Pittsfield Licensing Board OKs Liquor Licenses for Two New Eateries
PITTSFIELD, Mass. — Two new restaurants are on the horizon for the city.
The Licensing Board on Monday approved the transfer of a seven-day all-alcohol license from Portsmitt's Lakeway Restaurant to Old Man Jeff's, which will be run by Jeffrey Yeager, the former assistant vice president of planning and reporting at Guardian Life Insurance Co.
The board also approved a seasonal all-alcohol restaurant license application for El Habanero Mexican Grill, which plans to open in the former Papa Gino's on Merrill Road.
In his retirement, Yeager has dedicated himself to becoming a pitmaster and plans to open a barbecue establishment at the shuttered eatery on Peck's Road. Portsmitt's closed in November 2020, citing financial pressures from the pandemic.
"I was responsible for operations at Guardian Life for 30 years, retired, hit the road, the BBQ trail, did competition barbecue for two years studying to some of the top pitmasters in the country, kind of did that for a little while and I can't cook so much food for myself," he said, adding that he is excited because he has always wanted to run a barbecue restaurant.
Yeager said he would like to initially focus on "power hours," or lunches and early dinners. The board approved the eatery's operating hours from noon to 11 p.m., though he doesn't plan to be open that late.
"I just want to say we've been through this pandemic, and there's been several businesses that have come before us and we tried to work with them to come to an opportunity like this, so I'm sure that there's a lot of people involved in this that are pleased that this is moving forward," board member Kathy Amuso said.
"So it is nice to see this because we've been talking about this business and a couple of others and pandemic hit it hard and it's gonna be nice to see this open and moving forward."

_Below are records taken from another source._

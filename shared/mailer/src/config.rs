use serde::{Deserialize, Serialize};

use afrilingua_common::{env_or, env_string};

#[derive(Debug, Clone, Serialize, Deserialize)]
pub struct EmailConfig {
    pub enabled: bool,
    pub smtp_host: String,
    pub smtp_port: u16,
    pub smtp_username: String,
    pub smtp_password: String,
    pub from_email: String,
    pub from_name: String,
    /// Inbox that receives staff alerts such as new tutor signups.
    pub admin_email: String,
}

impl EmailConfig {
    pub fn from_env() -> Self {
        Self {
            enabled: env_or("EMAIL_ENABLED", false),
            smtp_host: env_string("SMTP_HOST", "localhost"),
            smtp_port: env_or("SMTP_PORT", 587),
            smtp_username: env_string("SMTP_USERNAME", ""),
            smtp_password: env_string("SMTP_PASSWORD", ""),
            from_email: env_string("FROM_EMAIL", "noreply@afrilingua.com"),
            from_name: env_string("FROM_NAME", "AfriLingua"),
            admin_email: env_string("ADMIN_EMAIL", "admin@afrilingua.com"),
        }
    }

    pub fn disabled() -> Self {
        Self {
            enabled: false,
            smtp_host: "localhost".to_string(),
            smtp_port: 587,
            smtp_username: String::new(),
            smtp_password: String::new(),
            from_email: "noreply@afrilingua.com".to_string(),
            from_name: "AfriLingua".to_string(),
            admin_email: "admin@afrilingua.com".to_string(),
        }
    }
}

Attorney William Martin explained that Portsmitt's liquor license was the subject of a lien with Pittsfield Cooperative Bank and taken into possession by the bank.
A negotiation was made so that the license can be transferred from its original entity to Yeager because it is the cleaner way to do it, Martin said.

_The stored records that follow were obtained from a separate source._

use chrono::{Duration, Utc};
use rust_decimal::Decimal;
use rust_decimal_macros::dec;
use serde_json::json;
use sqlx::{postgres::PgPoolOptions, PgPool};
use uuid::Uuid;

use afrilingua_auth::ClientInfo;
use afrilingua_common::{AppError, LedgerEntryType, PaymentStatus, PayoutMethod, WithdrawalStatus};
use afrilingua_database::{run_migrations, wallet, Booking, TutorWallet, WalletTransaction};
use afrilingua_payment::{
    config::AppConfig,
    models::{ConfirmPaymentRequest, CreateWithdrawalRequest, WithdrawalDecisionRequest},
    payouts::WithdrawalService,
    services::{AppState, PaymentService},
};

async fn test_state() -> Option<AppState> {
    // Skip test if no database is available
    let url = match std::env::var("DATABASE_URL") {
        Ok(url) => url,
        Err(_) => {
            println!("Skipping database test - DATABASE_URL not set");
            return None;
        }
    };

    let pool = PgPoolOptions::new()
        .max_connections(5)
        .connect(&url)
        .await
        .expect("Failed to connect to test database");
    run_migrations(&pool).await.expect("Failed to run migrations");
    Some(AppState::new(pool, AppConfig::from_env()).expect("state"))
}

async fn insert_user(pool: &PgPool, role: &str) -> Uuid {
    let user_id = Uuid::new_v4();
    sqlx::query("INSERT INTO users (user_id, email, hashed_password, role) VALUES ($1, $2, $3, $4)")
        .bind(user_id)
        .bind(format!("{}-{}@example.com", role, user_id))
        .bind("hashed_password")
        .bind(role)
        .execute(pool)
        .await
        .expect("Failed to insert test user");
    user_id
}

/// A pending booking of `amount` with a pending Stripe payment against it.
async fn insert_pending_payment(pool: &PgPool, student_id: Uuid, tutor_id: Uuid, amount: Decimal) -> (Uuid, Uuid) {
    let course_id = Uuid::new_v4();
    sqlx::query(
        "INSERT INTO courses (course_id, title, description, created_by, price, is_published) VALUES ($1, 'Yoruba', '', $2, $3, TRUE)",
    )
    .bind(course_id)
    .bind(tutor_id)
    .bind(amount)
    .execute(pool)
    .await
    .expect("Failed to insert course");

    let slot_id = Uuid::new_v4();
    let start = Utc::now() + Duration::days(7);
    sqlx::query(
        "INSERT INTO availability_slots (slot_id, tutor_id, start_time, end_time, is_booked) VALUES ($1, $2, $3, $4, TRUE)",
    )
    .bind(slot_id)
    .bind(tutor_id)
    .bind(start)
    .bind(start + Duration::hours(1))
    .execute(pool)
    .await
    .expect("Failed to insert slot");

    let booking_id = Uuid::new_v4();
    sqlx::query(
        "INSERT INTO bookings (booking_id, student_id, tutor_id, course_id, slot_id, status, amount) VALUES ($1, $2, $3, $4, $5, 'pending', $6)",
    )
    .bind(booking_id)
    .bind(student_id)
    .bind(tutor_id)
    .bind(course_id)
    .bind(slot_id)
    .bind(amount)
    .execute(pool)
    .await
    .expect("Failed to insert booking");

    let payment_id = Uuid::new_v4();
    sqlx::query(
        "INSERT INTO payments (payment_id, booking_id, user_id, provider, amount, payment_intent_id) VALUES ($1, $2, $3, 'stripe', $4, $5)",
    )
    .bind(payment_id)
    .bind(booking_id)
    .bind(student_id)
    .bind(amount)
    .bind(format!("stripe_pi_{}", payment_id.simple()))
    .execute(pool)
    .await
    .expect("Failed to insert payment");

    (booking_id, payment_id)
}

async fn wallet_of(pool: &PgPool, tutor_id: Uuid) -> TutorWallet {
    sqlx::query_as::<_, TutorWallet>("SELECT * FROM tutor_wallets WHERE tutor_id = $1")
        .bind(tutor_id)
        .fetch_one(pool)
        .await
        .expect("wallet exists")
}

async fn ledger_of(pool: &PgPool, tutor_id: Uuid) -> Vec<WalletTransaction> {
    sqlx::query_as::<_, WalletTransaction>(
        "SELECT * FROM wallet_transactions WHERE tutor_id = $1 ORDER BY created_at",
    )
    .bind(tutor_id)
    .fetch_all(pool)
    .await
    .unwrap()
}

#[tokio::test]
async fn test_confirming_a_payment_twice_credits_the_tutor_once() {
    let Some(state) = test_state().await else { return };
    let pool = state.db_pool.clone();
    let student_id = insert_user(&pool, "student").await;
    let tutor_id = insert_user(&pool, "tutor").await;
    let (booking_id, payment_id) = insert_pending_payment(&pool, student_id, tutor_id, dec!(50)).await;
    let service = PaymentService::new(&state);

    let first = service
        .confirm_payment(
            payment_id,
            ConfirmPaymentRequest { transaction_id: Some("txn_first".to_string()) },
            &ClientInfo::default(),
        )
        .await
        .expect("first confirmation");
    assert_eq!(first.status().unwrap(), PaymentStatus::Succeeded);

    let repeat = service
        .confirm_payment(
            payment_id,
            ConfirmPaymentRequest { transaction_id: Some("txn_second".to_string()) },
            &ClientInfo::default(),
        )
        .await
        .expect("repeat confirmation is a no-op");
    assert_eq!(repeat.transaction_id.as_deref(), Some("txn_first"));

    let booking = sqlx::query_as::<_, Booking>("SELECT * FROM bookings WHERE booking_id = $1")
        .bind(booking_id)
        .fetch_one(&pool)
        .await
        .unwrap();
    assert_eq!(booking.status, "paid");
    assert_eq!(booking.platform_fee + booking.tutor_earnings, dec!(50));

    let wallet = wallet_of(&pool, tutor_id).await;
    assert_eq!(wallet.pending_balance, booking.tutor_earnings);
    assert_eq!(wallet.available_balance, Decimal::ZERO);

    let ledger = ledger_of(&pool, tutor_id).await;
    assert_eq!(ledger.len(), 1);
    assert_eq!(ledger[0].entry_type, LedgerEntryType::Earning.as_str());
    assert_eq!(ledger[0].reference_id, Some(booking_id));
}

#[tokio::test]
async fn test_rejected_withdrawal_is_credited_back() {
    let Some(state) = test_state().await else { return };
    let pool = state.db_pool.clone();
    let tutor_id = insert_user(&pool, "tutor").await;
    let admin_id = insert_user(&pool, "admin").await;

    let mut tx = pool.begin().await.unwrap();
    for entry_type in [LedgerEntryType::Earning, LedgerEntryType::Release] {
        wallet::apply(&mut tx, &wallet::LedgerMove::new(tutor_id, entry_type, dec!(100), "USD"))
            .await
            .unwrap();
    }
    tx.commit().await.unwrap();

    let service = WithdrawalService::new(pool.clone(), state.mailer.clone(), "USD");
    let withdrawal = service
        .request(
            tutor_id,
            CreateWithdrawalRequest {
                amount: dec!(40),
                payout_method: PayoutMethod::PayPal,
                payout_details: json!({ "email": "tutor@example.com" }),
            },
            &ClientInfo::default(),
        )
        .await
        .expect("withdrawal requested");
    assert_eq!(wallet_of(&pool, tutor_id).await.available_balance, dec!(60));

    let rejected = service
        .transition(
            admin_id,
            withdrawal.withdrawal_id,
            WithdrawalStatus::Rejected,
            WithdrawalDecisionRequest {
                admin_notes: Some("Payout details do not match".to_string()),
                transaction_id: None,
            },
            &ClientInfo::default(),
        )
        .await
        .expect("withdrawal rejected");
    assert_eq!(rejected.status, WithdrawalStatus::Rejected.as_str());
    assert!(rejected.processed_at.is_some());

    assert_eq!(wallet_of(&pool, tutor_id).await.available_balance, dec!(100));
    let ledger = ledger_of(&pool, tutor_id).await;
    let reversal = ledger
        .iter()
        .find(|entry| entry.entry_type == LedgerEntryType::WithdrawalReversal.as_str())
        .expect("reversal entry");
    assert_eq!(reversal.amount, dec!(40));
    assert_eq!(reversal.reference_id, Some(withdrawal.withdrawal_id));

    let again = service
        .transition(
            admin_id,
            withdrawal.withdrawal_id,
            WithdrawalStatus::Rejected,
            WithdrawalDecisionRequest { admin_notes: None, transaction_id: None },
            &ClientInfo::default(),
        )
        .await;
    assert!(matches!(again, Err(AppError::Validation(_))));
}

The purchase-and-sale agreement for the property calls for the closing to occur after the Alcoholic Beverages Control Commission's approval of the transfer, though the real estate purchase may close earlier once all of the commission's questions are answered so it can be prepared for opening.

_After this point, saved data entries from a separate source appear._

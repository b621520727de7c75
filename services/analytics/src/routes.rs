use axum::{
    routing::{get, post, put},
    Router,
};

use crate::handlers;
use crate::services::AppState;

pub fn create_routes() -> Router<AppState> {
    Router::new()
        .route("/health", get(handlers::health_check))

        // Testimonials
        .route(
            "/testimonials",
            get(handlers::list_testimonials).post(handlers::create_testimonial),
        )
        .route(
            "/testimonials/:testimonial_id/approval",
            put(handlers::set_testimonial_approval),
        )

        // Student progress
        .route("/progress", get(handlers::list_progress).post(handlers::record_progress))
        .route("/progress/:progress_id/complete", post(handlers::complete_progress))
        .route("/progress/courses/:course_id/summary", get(handlers::course_progress))

        // Audit trail
        .route("/audit-logs", get(handlers::list_audit_logs))
}
use tracing_subscriber::{layer::SubscriberExt, util::SubscriberInitExt};

use afrilingua_bookings::{config::AppConfig, create_app, services::AppState};
use afrilingua_database::{create_pool, run_migrations};

#[tokio::main]
async fn main() -> Result<(), Box<dyn std::error::Error>> {
    // Initialize tracing
    tracing_subscriber::registry()
        .with(
            tracing_subscriber::EnvFilter::try_from_default_env()
                .unwrap_or_else(|_| "afrilingua_bookings=debug,tower_http=debug".into()),
        )
        .with(tracing_subscriber::fmt::layer())
        .init();

    // Load configuration
    dotenvy::dotenv().ok();
    let config = AppConfig::from_env();

    // Create database connection pool
    let db_pool = create_pool(&config.database).await?;

    // Run migrations
    run_migrations(&db_pool).await?;

    let app_state = AppState::new(db_pool, config.clone())?;
    let app = create_app(app_state);

    // Start the server
    let listener = tokio::net::TcpListener::bind(format!("{}:{}", config.server.host, config.server.port))
        .await?;

    tracing::info!("Bookings Service listening on {}:{}", config.server.host, config.server.port);

    axum::serve(listener, app).await?;

    Ok(())
}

Martin added that Yeager and his spouse are committed to running the restaurant as a passion and with their energy and unique approach, he feels it will be very successful.
Over on Merrill Road, Armando Chaires plans to open El Habanero Mexican Grill in the former Papa Gino's, which closed in October of last year after almost 50 years in business.
Chaires explained that he has owned a couple of restaurants before, one being Taste of Mexico in Albany, N.Y. He applied for a liquor license to serve beverages such as beer, wine, and margaritas with his food.
The board approved the establishment's operating hours from 11 a.m. to 11 p.m.
In other news, the board also suggested that Parkside restaurant on West Housatonic Street has the last call at 11 p.m. and has all patrons out of the establishment by 11:30 p.m. after there were three disturbances throughout April and May.
Owner Roberta Casella, whose family has owned the bar for about 40 years, was exasperated by the incidents of violence and agreed to the suggestion.
He said he doesn't want to cap the hours so early, as he is permitted to be open until 2 a.m., but wants to find a solution to remedy the unruly behavior of patrons.